- C'est quoi une remarque sexiste et quels sont les comportements sexistes ?
- Quel est un exemple de comportement sexiste ?
- Quelles sont les obligations de l'employeur en matière d'agissement sexiste ?
- Quelle est la sanction pour un agissement sexiste ?
- Quelles sont les nouveautés jurisprudentielles apportés par l'arrêt du 12 juin 2024 n° 23-14.292 ?
Dans un récent arrêt de jurisprudence, la Cour de cassation apporte quelques précisions concernant les sanctions applicables à un salarié ayant tenu des propos sexistes à l'égard de ses collègues de travail, et ce même si ce genre de comportement avait auparavant été toléré par l'employeur.
C'est quoi une remarque sexiste et quels sont les comportements sexistes ?
Le Code du travail définit les agissements sexistes comme tout agissement lié au sexe d'une personne, ayant pour objet ou pour effet de porter atteinte à sa dignité ou de créer un environnement intimidant, hostile, dégradant, humiliant ou offensant (1).
Cette définition est entrée dans le code du travail dans le but de combattre le sexisme dit ordinaire auquel peuvent être confrontés les salariés. Il s'agit de l’ensemble des attitudes, propos et comportements fondés sur des stéréotypes de sexe, qui sont directement ou indirectement dirigés contre une personne ou un groupe de personnes à raison de leur sexe et qui, bien qu’en apparence anodins, ont pour objet ou pour effet, de façon consciente ou inconsciente, de les délégitimer et de les inférioriser, de façon insidieuse voire bienveillante, et d’entraîner une altération de leur santé physique ou mentale (2).
Quel est un exemple de comportement sexiste ?
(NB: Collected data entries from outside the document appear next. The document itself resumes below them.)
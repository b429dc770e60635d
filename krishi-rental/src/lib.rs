pub mod availability;
pub mod memory;
pub mod models;
pub mod orchestrator;
pub mod pricing;
pub mod repository;
pub mod validator;

pub use models::{AvailabilityDay, BookingPage, BookingStatus, RentalBooking};
pub use orchestrator::{BookingOrchestrator, BookingRequest};
pub use pricing::{BookingQuote, RateType};
pub use repository::{ProductRepository, RentalRepository, RepoError};

/// Failure taxonomy for the booking flow.
///
/// The first six variants are caller-correctable and detected before any
/// write; `DatesUnavailable` is raised both by the pre-check and by the
/// transactional write when a concurrent booking wins a date.
#[derive(Debug, thiserror::Error)]
pub enum RentalError {
    #[error("Product not found")]
    NotFound,

    #[error("Product is not available for rental")]
    ProductNotRentable,

    #[error("{0}")]
    InvalidDateRange(&'static str),

    #[error("Minimum rental period is {0} days")]
    DurationTooShort(i32),

    #[error("Maximum rental period is {0} days")]
    DurationTooLong(i32),

    #[error("Invalid rental rate type: {0}")]
    InvalidRateType(String),

    #[error("Product is not available for the selected dates")]
    DatesUnavailable,

    #[error("Storage failure: {0}")]
    Persistence(String),
}
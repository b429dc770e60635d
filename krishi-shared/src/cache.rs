use crate::clock::Clock;
use chrono::{DateTime, Duration, Utc};
use std::collections::HashMap;
use std::hash::Hash;
use std::sync::{Arc, Mutex};

/// Key -> (value, expiry) cache over an injected clock.
///
/// Replaces ad-hoc module-level response caches: expiry is driven by the
/// `Clock` passed at construction, so it can be tested without sleeping.
pub struct TtlCache<K, V> {
    entries: Mutex<HashMap<K, (V, DateTime<Utc>)>>,
    clock: Arc<dyn Clock>,
    ttl: Duration,
}

impl<K, V> TtlCache<K, V>
where
    K: Eq + Hash + Clone,
    V: Clone,
{
    pub fn new(clock: Arc<dyn Clock>, ttl: Duration) -> Self {
        Self {
            entries: Mutex::new(HashMap::new()),
            clock,
            ttl,
        }
    }

    /// Get a live entry; expired entries are evicted on read
    pub fn get(&self, key: &K) -> Option<V> {
        let now = self.clock.now();
        let mut entries = self.entries.lock().unwrap();

        match entries.get(key) {
            Some((_, expires_at)) if *expires_at <= now => {
                entries.remove(key);
                None
            }
            Some((value, _)) => Some(value.clone()),
            None => None,
        }
    }

    pub fn insert(&self, key: K, value: V) {
        let expires_at = self.clock.now() + self.ttl;
        self.entries
            .lock()
            .unwrap()
            .insert(key, (value, expires_at));
    }

    pub fn invalidate(&self, key: &K) {
        self.entries.lock().unwrap().remove(key);
    }

    /// Drop every expired entry, returning how many were removed
    pub fn purge_expired(&self) -> usize {
        let now = self.clock.now();
        let mut entries = self.entries.lock().unwrap();
        let initial_count = entries.len();

        entries.retain(|_, (_, expires_at)| *expires_at > now);

        initial_count - entries.len()
    }

    pub fn len(&self) -> usize {
        self.entries.lock().unwrap().len()
    }

    pub fn is_empty(&self) -> bool {
        self.entries.lock().unwrap().is_empty()
    }
}
use std::collections::TryReserveError;

use thiserror::Error;

use crate::settings::SettingKind;

pub type Result<T> = std::result::Result<T, ConfigError>;

#[derive(Debug, Error)]
pub enum ConfigError {
    #[error("Unknown setting: {0}")]
    UnknownSetting(String),

    #[error("Setting {setting} holds {expected} values, got a {found} value")]
    KindMismatch {
        setting: &'static str,
        expected: SettingKind,
        found: SettingKind,
    },

    #[error("Failed to allocate {len} bytes for setting {setting}")]
    Allocation {
        setting: &'static str,
        len: usize,
        #[source]
        source: TryReserveError,
    },

    #[error("Failed to open file: {0}")]
    Io(#[from] std::io::Error),

    #[error("Failed to parse YAML: {0}")]
    Yaml(#[from] serde_yaml::Error),

    #[error("Invalid config file: {0}")]
    InvalidFile(String),
}
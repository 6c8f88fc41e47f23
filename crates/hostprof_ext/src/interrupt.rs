use std::ptr::NonNull;
use std::sync::atomic::AtomicBool;

thread_local! {
    static VM_INTERRUPT: AtomicBool = const { AtomicBool::new(false) };
}

/// Address of the calling thread's VM interrupt flag.
///
/// The engine checks the flag between opcodes; storing `true` asks the
/// thread to stop at its next safe point. The pointer stays valid for the
/// life of the calling thread and must only be shared with code that runs
/// while that thread is alive.
pub fn current_thread_interrupt() -> NonNull<AtomicBool> {
    VM_INTERRUPT.with(|flag| NonNull::from(flag))
}
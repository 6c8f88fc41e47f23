/// Names the extension looks for while starting up.
#[derive(Debug, Clone, PartialEq, Eq)]
pub struct ExtensionConfig {
    /// Registry name of the companion tracer module.
    pub companion_module: String,
    /// Symbol the companion exports to hand out the current span ids.
    pub context_symbol: String,
}

impl Default for ExtensionConfig {
    fn default() -> Self {
        Self {
            companion_module: "ddtrace".to_string(),
            context_symbol: "ddtrace_get_profiling_context".to_string(),
        }
    }
}

/// What the host knows about this extension when it calls startup.
#[derive(Debug, Clone, PartialEq, Eq)]
pub struct ExtensionInfo {
    pub name: String,
    pub version: String,
}

impl Default for ExtensionInfo {
    fn default() -> Self {
        Self {
            name: "datadog-profiling".to_string(),
            version: env!("CARGO_PKG_VERSION").to_string(),
        }
    }
}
Il peut s'agir à titre d'exemple des remarques et propos dégradants à caractère sexiste suivants :
- «Ah c’est vrai, qu'on ne peut pas compter sur toi le mercredi »
- «Elles sont chiantes, c’est des nanas » (3).
Ou des comportements suivants, notamment envers les femmes :
- Ne pas être convoquée à une réunion ;
- Ne pas être écoutée ;
- Ne pas pouvoir prendre la parole etc.
Quelles sont les obligations de l'employeur en matière d'agissement sexiste ?
L’obligation de prévention d'agissement sexiste s’intègre dans l’obligation générale de l’employeur de sécurité.
En effet, ce dernier a l'obligation de prendre les mesures nécessaires pour assurer la sécurité et protéger la santé physique et mentale des travailleurs (4).
Ces mesures comprennent :
- Des actions de prévention des risques professionnels;
- Des actions d'information et de formation ;
- La mise en place d'une organisation et de moyens adaptés.
Pour ce faire, l’employeur doit planifier la prévention en y intégrant, dans un ensemble cohérent, la technique, l'organisation du travail, les conditions de travail, les relations sociales et l'influence des facteurs ambiants, notamment les risques liés au harcèlement moral et au harcèlement sexuel, ainsi que ceux liés aux agissements sexistes(5).
Quelle est la sanction pour un agissement sexiste ?
Ainsi, il apparaît que l'employeur est tenu de prendre toutes les dispositions nécessaires en vue de prévenir les faits d'agissement sexiste mais également, d'y mettre un terme et de les sanctionner.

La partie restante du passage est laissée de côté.